The present invention is applicable to a variety of applications ranging from small LED lamps to large installations mounted on the socket for 12V halogen lamps and bulb sockets.

In addition, under the same conditions, the present invention was confirmed that the temperature of the heat dissipating housing 30 is lowered by 5 ° C. or more as compared with the conventional art.

At this time, the PCB 13 maintains a temperature difference of about 16 ° C higher than room temperature. This fact is that the temperature of the PCB is 53 ° C higher than the room temperature in the prior art in which the heat radiation fins are radially protruded. In contrast, the heat dissipation performance is remarkably improved.
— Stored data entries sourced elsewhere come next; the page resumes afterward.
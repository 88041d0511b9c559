use wolfpack_data::{AgentId, HuntingState};

/// Transient per-agent hunting state. Every timer is a plain tick counter
/// reset on state transitions.
#[derive(Debug, Clone, Default, PartialEq)]
pub struct HuntingSession {
    pub state: HuntingState,
    pub target: Option<AgentId>,
    /// Ticks spent chasing the current prey.
    pub hunt_ticks: u64,
    /// Ticks spent in `Resting`.
    pub rest_ticks: u64,
    /// Post-kill handling time left; re-targeting is suppressed while > 0.
    pub handling_remaining: u64,
    pub killed_recently: bool,
}

impl HuntingSession {
    /// Advances the timers by one tick.
    pub fn tick(&mut self) {
        if self.state.is_chasing() {
            self.hunt_ticks += 1;
        }
        if self.state == HuntingState::Resting {
            self.rest_ticks += 1;
        }
        if self.handling_remaining > 0 {
            self.handling_remaining -= 1;
            if self.handling_remaining == 0 {
                self.killed_recently = false;
            }
        }
    }

    pub fn is_handling(&self) -> bool {
        self.handling_remaining > 0
    }

    pub fn transition(&mut self, agent: AgentId, to: HuntingState) {
        if self.state == to {
            return;
        }
        tracing::debug!(agent = %agent, from = ?self.state, to = ?to, target = ?self.target, "Hunting state");
        if !self.state.is_chasing() && to.is_chasing() {
            self.hunt_ticks = 0;
        }
        if to == HuntingState::Resting {
            self.rest_ticks = 0;
            self.target = None;
        }
        self.state = to;
    }

    /// Commits to `prey`; a different prey restarts the hunt timer.
    pub fn set_target(&mut self, prey: AgentId) {
        if self.target != Some(prey) {
            self.target = Some(prey);
            self.hunt_ticks = 0;
        }
    }

    pub fn clear_target(&mut self) {
        self.target = None;
    }
}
As described above, the present invention may be variously substituted, modified, and changed without departing from the technical spirit of the present invention by those skilled in the art to which the present invention pertains. no.

The fanless heat dissipation LED lighting device according to the present invention enables a natural convection heat dissipation ventilation, thereby realizing improved heat dissipation performance, thereby realizing an LED lighting device that significantly improves the life and quality characteristics without a fan.

Claims

A light source unit 10 including at least one LED (Light Emitting Diode) 11 and an LED mounting PC 13; And a heat dissipation housing 30 provided at an upper portion of the terminal unit 50 to receive and support the light source unit 10 and perform heat dissipation.

The heat dissipation housing 30 is a light source installation unit 31 provided below for the light source unit and the main body 30a is formed on the light source installation unit 31 and the power drive unit 20 is accommodated in the inner space, and A ring-shaped heat dissipation frame 35 spaced apart and spaced around the outer periphery of the main body 30a, and a plurality of line type heat dissipation fins 33 for dissipating heat while simultaneously connecting the heat dissipation frame 35 to the main body 30a. Fanless ventilation heat-dissipating LED lighting fixture, characterized in that is provided at intervals.
The method according to claim 1,

The line type heat dissipation fin 33 has a bridge shape to minimize the air movement interference, varying the size of any one or more of the height and the outer connection radius, fanless heat dissipation LED luminaire, characterized in that formed alternately at radial set intervals.
The method according to claim 1 or 2,

The line type heat dissipation fin 33 is a fanless heat dissipation LED luminaire, characterized in that the rib 335 in contact with the outer circumferential surface of the main body for expanding the heat absorbing area is provided.
The method according to claim 1,

The heat radiating frame 35 is a fanless heat dissipation LED lighting device, characterized in that formed in the form of lower light cooperating to promote natural convection.
The method according to claim 1,

The heat dissipation housing 30 is a fanless heat dissipation LED luminaire, characterized in that the main body 30a, the heat dissipation frame 35 and the line-type heat dissipation fin 33 is molded in a single body.